As you know, now we're dosing a single-arm trial based on the single arm being the Cohort C of single-agent ENVA. So with respect to moving forward, but I don't feel like we're restricted with respect to disclosing exact response rates. So going forward, you expect us to disclose exact response rates because we don't have to, if we will protect the integrity of the randomization given we're no longer enrolling the cohort of ENVA plus YERVOY.
So to answer your question, do you expect us to report data moving forward on a more routine basis with explicit response rates that heretofore we were unable to report.

Operator

(Operator Instructions) And our next question comes from Ed White from H.C. Wainwright.

Edward Patrick White

Just a couple of questions for Scott. How should we be thinking of research and development costs going forward now that the combo arm of this study will not be -- has been discontinued. Are there some costs that we'll see in the third quarter for sort of ramping down the trial, so we should see more of an impact in the fourth quarter? Or how should we be thinking of that?

Scott B. Brown

Yes. Thanks for the question, Ed. Yes, I mean we'll see some impact in the third quarter and the fourth quarter, but not too much.
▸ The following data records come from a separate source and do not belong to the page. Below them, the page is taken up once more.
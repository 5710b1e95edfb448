/*
 * Copyright Amazon.com, Inc. or its affiliates. All Rights Reserved.
 * SPDX-License-Identifier: Apache-2.0
 */

mod input;
pub use input::{ArchiveInput, ArchiveInputBuilder};

mod output;
pub use output::ArchiveOutput;

/// Fluent builder for archive operations
pub mod builders;

mod replicate;
mod service;

use std::path::PathBuf;
use std::sync::Arc;

use tracing::Instrument;

use crate::error::{self, Error};
use crate::metadata::{FileMetadata, MetadataStrategy};
use crate::operation::TransferContext;
use crate::path::normalize_key;

/// Operation struct for archiving a single file
#[derive(Clone, Default, Debug)]
pub(crate) struct Archive;

impl Archive {
    /// Execute a single `Archive` operation
    pub(crate) async fn orchestrate(
        handle: Arc<crate::client::Handle>,
        input: ArchiveInput,
    ) -> Result<ArchiveOutput, Error> {
        let location = handle.mapper.locate(input.object_name())?;
        let span = tracing::info_span!("archive", key = location.key());
        let ctx = TransferContext::new(
            handle,
            location,
            input.cancellation_token.clone(),
            input.progress_listener.clone(),
        );

        async move {
            tracing::info!("archiving {}", input.object_name());
            let result = archive(&ctx, &input).await;
            match &result {
                Ok(output) => tracing::info!(
                    bytes = output.bytes_transferred(),
                    placeholders = output.placeholders().len(),
                    "archived {}",
                    input.object_name()
                ),
                Err(err) => tracing::error!("archiving {} failed: {err}", input.object_name()),
            }
            result
        }
        .instrument(span)
        .await
    }
}

async fn archive(ctx: &TransferContext, input: &ArchiveInput) -> Result<ArchiveOutput, Error> {
    if ctx.cancel_token().is_cancelled() {
        return Err(error::operation_cancelled());
    }

    // 1. parents first; any failure here aborts before content is read
    let placeholders = replicate::replicate_ancestors(ctx, input.object_name()).await?;

    // 2. stat the file and settle how its permissions travel
    let source = source_path(ctx, input)?;
    let meta = FileMetadata::from_path(&source).await?;
    if meta.is_dir() {
        return Err(error::invalid_input(format!(
            "{} is a directory",
            source.display()
        )));
    }
    let metadata = meta.to_generic();
    let access_control = ctx
        .cancellable(MetadataStrategy::resolve(
            ctx.handle.config.namespace_mode(),
            &meta,
            ctx.store(),
            ctx.location(),
        ))
        .await?
        .access_control()
        .cloned();

    // 3. content
    let bytes_transferred =
        service::upload_content(ctx, &source, meta.len(), &metadata).await?;

    // 4. best effort: content is already committed
    let mut acl_degradation = None;
    if let Some(acl) = access_control {
        let applied = ctx
            .cancellable(ctx.store().set_access_control(ctx.location(), &acl))
            .await;
        if let Err(err) = applied {
            tracing::warn!("archived content but failed to set access control: {err}");
            acl_degradation = Some(err);
        }
    }

    Ok(ArchiveOutput {
        bytes_transferred,
        object_key: ctx.location().key().to_owned(),
        placeholders,
        acl_degradation,
    })
}

fn source_path(ctx: &TransferContext, input: &ArchiveInput) -> Result<PathBuf, Error> {
    match input.source_path() {
        Some(path) => Ok(path.to_path_buf()),
        None => {
            let relative = normalize_key([input.object_name()])?;
            Ok(ctx.handle.config.mount_root().join(relative))
        }
    }
}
I mean I would expect them to go down slightly. But not that much considering our per patient cost is so low.

Edward Patrick White

Okay. And then another question on expenses. How should we be thinking of general and administrative costs going forward now that the arbitration is over? Is this sort of the run rate that we saw this quarter? Should we think that that's going to continue like that? Or any guidance you can give us there would be appreciated.

Scott B. Brown

Yes. No, I would expect this amount that we had in Q2 to be our cost going forward. It should be right around there, barring anything else until we do ramp up commercial activities once we file for a potential approval of ENVA.

Operator

And I am showing no further questions. I would now like to turn the call back over to Dr. Theuer for closing remarks.

Charles P. Theuer

Thank you for your time and attention, and we look forward to updating you next quarter. Have a great day.

Operator

This concludes today's conference call. Thank you for participating. You may now disconnect.